Find the lines holding the string "customer" in the data, then copy all of them.

# Given entries:

-.-.-

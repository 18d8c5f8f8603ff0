//! Terminal output utilities.
//!
//! Provides formatting helpers and the table printers used by the CLI.

use crate::allocator::{AddressAllocator, HostKey};
use crate::store::ServerRow;
use chrono_tz::Tz;
use colored::Colorize;
use std::io::Write;

/// Format a value as a quoted, right-aligned field.
///
/// # Arguments
/// * `value` - The value to format
/// * `width` - The minimum width of the field
///
/// # Returns
/// A quoted, right-aligned string
pub fn format_field<T: ToString>(value: T, width: usize) -> String {
    let value_str = value.to_string();
    let quoted = format!("\"{value_str}\"");
    let quoted_len = quoted.len();

    if quoted_len >= width {
        quoted
    } else {
        format!("{quoted:>width$}")
    }
}

/// Print server rows as an aligned table; trashed rows are shown in red.
pub fn print_servers<W: Write>(rows: &[ServerRow], tz: Tz, out: &mut W) -> std::io::Result<()> {
    writeln!(
        out,
        r#"  "id",       "server_name",  "ip_internal",       "ip_wan",       "host",       "farm",          "customer",          "updated""#
    )?;
    for row in rows {
        let s = &row.server;
        let line = format!(
            "{id},{name},{internal},{wan},{host},{farm},{customer},{updated}",
            id = format_field(s.id, 6),
            name = format_field(&s.server_name, 20),
            internal = format_field(&s.ip_internal, 15),
            wan = format_field(&s.ip_wan, 17),
            host = format_field(s.host.as_deref().unwrap_or("-"), 12),
            farm = format_field(s.farm.as_deref().unwrap_or("-"), 12),
            customer = format_field(format!("{} {}", row.customer_number, row.customer_name), 20),
            updated = format_field(
                s.updated_at.with_timezone(&tz).format("%Y-%m-%d %H:%M"),
                18
            ),
        );
        if s.is_deleted {
            writeln!(out, "{}", line.red())?;
        } else {
            writeln!(out, "{line}")?;
        }
    }
    writeln!(out, "# {} servers", rows.len())
}

/// Print both pools with what is in use and what is offered next.
pub fn print_pools<W: Write>(allocator: &AddressAllocator, out: &mut W) -> std::io::Result<()> {
    let in_use = allocator.in_use(crate::models::AddressKind::Internal);
    let free = allocator.free_by_host();

    writeln!(out, "{}", "# internal pool".bold())?;
    for entry in allocator.internal_pool() {
        let key = HostKey::from_host(entry.bound_host());
        let state = if in_use.contains(entry.address.trim()) {
            "used".red()
        } else if free.get(&key) == Some(entry.address.trim()) {
            "next".green()
        } else {
            "free".normal()
        };
        writeln!(
            out,
            "{},{},{}",
            format_field(&entry.address, 17),
            format_field(entry.bound_host().unwrap_or("-"), 12),
            state
        )?;
    }

    writeln!(out, "{}", "# wan pool".bold())?;
    for entry in allocator.wan_pool() {
        writeln!(out, "{}", format_field(&entry.subnet, 20))?;
    }
    match allocator.next_free_address(crate::models::AddressKind::Wan, None) {
        Some(next) => writeln!(out, "# next wan: {}", next.green()),
        None => writeln!(out, "# next wan: {}", "none".red()),
    }
}

#[cfg(test)]
mod tests {
    use super::*;

    #[test]
    fn test_format_field_short() {
        assert_eq!(format_field("test", 10), "    \"test\"");
    }

    #[test]
    fn test_format_field_exact() {
        assert_eq!(format_field("test", 6), "\"test\"");
    }

    #[test]
    fn test_format_field_long() {
        assert_eq!(format_field("long_value", 5), "\"long_value\"");
    }

    #[test]
    fn test_format_field_number() {
        assert_eq!(format_field(42, 6), "  \"42\"");
    }
}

-.-.-

# Solution to the problem:
        r#"  "id",       "server_name",  "ip_internal",       "ip_wan",       "host",       "farm",          "customer",          "updated""#
            "{id},{name},{internal},{wan},{host},{farm},{customer},{updated}",
            customer = format_field(format!("{} {}", row.customer_number, row.customer_name), 20),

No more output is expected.